The Northern Rock debacle, though obviously a sensational story, is in itself politically unimportant and already largely forgotten. So too in all likelihood is the row about taxation of companies' overseas profits. This very definitely was Mr Darling's blunder, but, beyond contributing to a general impression of negative news, it has little wider political significance.

Peter Mandelson once proclaimed that New Labour was "intensely relaxed about people getting filthy rich". On the whole, policy in the past ten years has mirrored these sentiments. Few ordinary voters will feel any community of interest with the growing numbers of business leaders who rather inadvisedly have come leaping out of the closet in a kind of collective rendition of "sing if you're glad to be a tax avoider".

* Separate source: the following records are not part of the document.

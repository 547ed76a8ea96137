use sqlx::SqliteConnection;

use crate::{
    db::sqlite::SqliteDatabaseError,
    db_types::{NewAuditEntry, WatchAuditEntry, WatchId},
};

pub async fn append_entry(
    entry: NewAuditEntry,
    conn: &mut SqliteConnection,
) -> Result<WatchAuditEntry, SqliteDatabaseError> {
    let record = sqlx::query_as::<_, WatchAuditEntry>(
        r#"
            INSERT INTO watch_audit_log (
                watch_id,
                action,
                observed_price,
                success,
                error_message,
                execution_time_ms,
                created_at
            ) VALUES ($1, $2, $3, $4, $5, $6, $7)
            RETURNING *;
        "#,
    )
    .bind(entry.watch_id)
    .bind(entry.action)
    .bind(entry.observed_price)
    .bind(entry.success)
    .bind(entry.error_message)
    .bind(entry.execution_time_ms)
    .bind(entry.created_at)
    .fetch_one(conn)
    .await?;
    Ok(record)
}

pub async fn fetch_entries(
    watch_id: WatchId,
    conn: &mut SqliteConnection,
) -> Result<Vec<WatchAuditEntry>, SqliteDatabaseError> {
    let entries = sqlx::query_as::<_, WatchAuditEntry>(
        "SELECT * FROM watch_audit_log WHERE watch_id = $1 ORDER BY created_at, id",
    )
    .bind(watch_id)
    .fetch_all(conn)
    .await?;
    Ok(entries)
}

As for the economy, Mr Darling can hardly be blamed for that, even if the official explanation – that it is all caused by problems in the American housing market – isn't believed either. In fact, everyone blames Mr Brown, whose image has bizarrely been transformed from iron Chancellor to one of incompetence and indecisiveness.

In the City, the old truism that good finance directors do not on the whole make good chief executives is widely understood. In politics, it is only just being learned. Scapegoating Mr Darling is hardly likely to reverse perceptions, yet the actions of a politician when cornered are always far from predictable.